◆ DATASET RECORDS ◆
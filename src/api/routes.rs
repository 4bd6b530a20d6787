use axum::{
    Router,
    routing::{delete, get, post},
};

use super::AppState;
use super::{api_keys, auth, enterprise, link_requests, workspaces};

/// V1 API routes
///
/// ## Public Routes (no auth required)
/// - POST /auth/verify - Verify session token (used by the dashboard)
/// - POST /auth/api-key/verify - Verify API key
///
/// ## Enterprise (Session Required)
/// - GET  /enterprise - Current user's enterprise organization
/// - GET  /enterprise/usage - Quota usage vs. limits snapshot
///
/// ## Workspaces (Session Required)
/// - POST /workspaces - Create workspace (WORKSPACES quota)
/// - GET  /workspaces - List enterprise workspaces
/// - POST /workspaces/{workspace_id}/invites - Invite member (MEMBERS quota)
///
/// ## API Key Management (Session Required)
/// - POST   /workspaces/{workspace_id}/api-keys - Create API key (API_KEYS quota)
/// - GET    /workspaces/{workspace_id}/api-keys - List API keys
/// - DELETE /workspaces/{workspace_id}/api-keys/{key_id} - Revoke API key
///
/// ## Link Requests (Session Required)
/// - POST /link-requests - Request linking an existing organization (LINKED_ORGS quota)
/// - POST /link-requests/organizations - Spawn a new org under the enterprise
/// - POST /link-requests/{request_id}/approve - Approve on behalf of the target org
/// - POST /link-requests/{request_id}/deny - Deny on behalf of the target org
/// - POST /link-requests/{request_id}/cancel - Cancel an open request
/// - GET  /organizations/{organization_id}/link-requests - Recipient view (pending)
/// - GET  /workspaces/{workspace_id}/link-requests - Requester view (all)
///
/// ## Programmatic (API Key Required, rate limited)
/// - GET /workspace/usage - Quota usage for the key's workspace
pub fn v1_routes() -> Router<AppState> {
    Router::new()
        // ========================================
        // Public: Auth verification endpoints
        // ========================================
        .route("/auth/verify", post(auth::verify_session))
        .route("/auth/api-key/verify", post(auth::verify_api_key))
        // ========================================
        // Enterprise: Session auth (dashboard)
        // ========================================
        .route("/enterprise", get(enterprise::get_current_enterprise))
        .route("/enterprise/usage", get(enterprise::get_enterprise_usage))
        // ========================================
        // Workspaces: Session auth
        // ========================================
        .route("/workspaces", post(workspaces::create_workspace))
        .route("/workspaces", get(workspaces::list_workspaces))
        .route(
            "/workspaces/{workspace_id}/invites",
            post(workspaces::create_invite),
        )
        // ========================================
        // API Key Management: Session auth
        // ========================================
        .route(
            "/workspaces/{workspace_id}/api-keys",
            post(api_keys::create_api_key),
        )
        .route(
            "/workspaces/{workspace_id}/api-keys",
            get(api_keys::list_api_keys),
        )
        .route(
            "/workspaces/{workspace_id}/api-keys/{key_id}",
            delete(api_keys::revoke_api_key),
        )
        // ========================================
        // Link Requests: Session auth
        // ========================================
        .route("/link-requests", post(link_requests::create_link_request))
        .route(
            "/link-requests/organizations",
            post(link_requests::create_enterprise_organization),
        )
        .route(
            "/link-requests/{request_id}/approve",
            post(link_requests::approve_link_request),
        )
        .route(
            "/link-requests/{request_id}/deny",
            post(link_requests::deny_link_request),
        )
        .route(
            "/link-requests/{request_id}/cancel",
            post(link_requests::cancel_link_request),
        )
        .route(
            "/organizations/{organization_id}/link-requests",
            get(link_requests::list_pending_for_organization),
        )
        .route(
            "/workspaces/{workspace_id}/link-requests",
            get(link_requests::list_for_workspace),
        )
        // ========================================
        // Programmatic: API key auth (rate limited)
        // ========================================
        .route("/workspace/usage", get(enterprise::get_workspace_usage))
}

◆ PROBLEM STATEMENT ◆
All the records above are to be reproduced exactly.

◆ ANSWER BOX ◆
filename src/api/routes.rs
repository 4bd6b530a20d6787
use axum::{
    Router,
    routing::{delete, get, post},
};

use super::AppState;
use super::{api_keys, auth, enterprise, link_requests, workspaces};

/// V1 API routes
///
/// ## Public Routes (no auth required)
/// - POST /auth/verify - Verify session token (used by the dashboard)
/// - POST /auth/api-key/verify - Verify API key
///
/// ## Enterprise (Session Required)
/// - GET  /enterprise - Current user's enterprise organization
/// - GET  /enterprise/usage - Quota usage vs. limits snapshot
///
/// ## Workspaces (Session Required)
/// - POST /workspaces - Create workspace (WORKSPACES quota)
/// - GET  /workspaces - List enterprise workspaces
/// - POST /workspaces/{workspace_id}/invites - Invite member (MEMBERS quota)
///
/// ## API Key Management (Session Required)
/// - POST   /workspaces/{workspace_id}/api-keys - Create API key (API_KEYS quota)
/// - GET    /workspaces/{workspace_id}/api-keys - List API keys
/// - DELETE /workspaces/{workspace_id}/api-keys/{key_id} - Revoke API key
///
/// ## Link Requests (Session Required)
/// - POST /link-requests - Request linking an existing organization (LINKED_ORGS quota)
/// - POST /link-requests/organizations - Spawn a new org under the enterprise
/// - POST /link-requests/{request_id}/approve - Approve on behalf of the target org
/// - POST /link-requests/{request_id}/deny - Deny on behalf of the target org
/// - POST /link-requests/{request_id}/cancel - Cancel an open request
/// - GET  /organizations/{organization_id}/link-requests - Recipient view (pending)
/// - GET  /workspaces/{workspace_id}/link-requests - Requester view (all)
///
/// ## Programmatic (API Key Required, rate limited)
/// - GET /workspace/usage - Quota usage for the key's workspace
pub fn v1_routes() -> Router<AppState> {
    Router::new()
        // ========================================
        // Public: Auth verification endpoints
        // ========================================
        .route("/auth/verify", post(auth::verify_session))
        .route("/auth/api-key/verify", post(auth::verify_api_key))
        // ========================================
        // Enterprise: Session auth (dashboard)
        // ========================================
        .route("/enterprise", get(enterprise::get_current_enterprise))
        .route("/enterprise/usage", get(enterprise::get_enterprise_usage))
        // ========================================
        // Workspaces: Session auth
        // ========================================
        .route("/workspaces", post(workspaces::create_workspace))
        .route("/workspaces", get(workspaces::list_workspaces))
        .route(
            "/workspaces/{workspace_id}/invites",
            post(workspaces::create_invite),
        )
        // ========================================
        // API Key Management: Session auth
        // ========================================
        .route(
            "/workspaces/{workspace_id}/api-keys",
            post(api_keys::create_api_key),
        )
        .route(
            "/workspaces/{workspace_id}/api-keys",
            get(api_keys::list_api_keys),
        )
        .route(
            "/workspaces/{workspace_id}/api-keys/{key_id}",
            delete(api_keys::revoke_api_key),
        )
        // ========================================
        // Link Requests: Session auth
        // ========================================
        .route("/link-requests", post(link_requests::create_link_request))
        .route(
            "/link-requests/organizations",
            post(link_requests::create_enterprise_organization),
        )
        .route(
            "/link-requests/{request_id}/approve",
            post(link_requests::approve_link_request),
        )
        .route(
            "/link-requests/{request_id}/deny",
            post(link_requests::deny_link_request),
        )
        .route(
            "/link-requests/{request_id}/cancel",
            post(link_requests::cancel_link_request),
        )
        .route(
            "/organizations/{organization_id}/link-requests",
            get(link_requests::list_pending_for_organization),
        )
        .route(
            "/workspaces/{workspace_id}/link-requests",
            get(link_requests::list_for_workspace),
        )
        // ========================================
        // Programmatic: API key auth (rate limited)
        // ========================================
        .route("/workspace/usage", get(enterprise::get_workspace_usage))
}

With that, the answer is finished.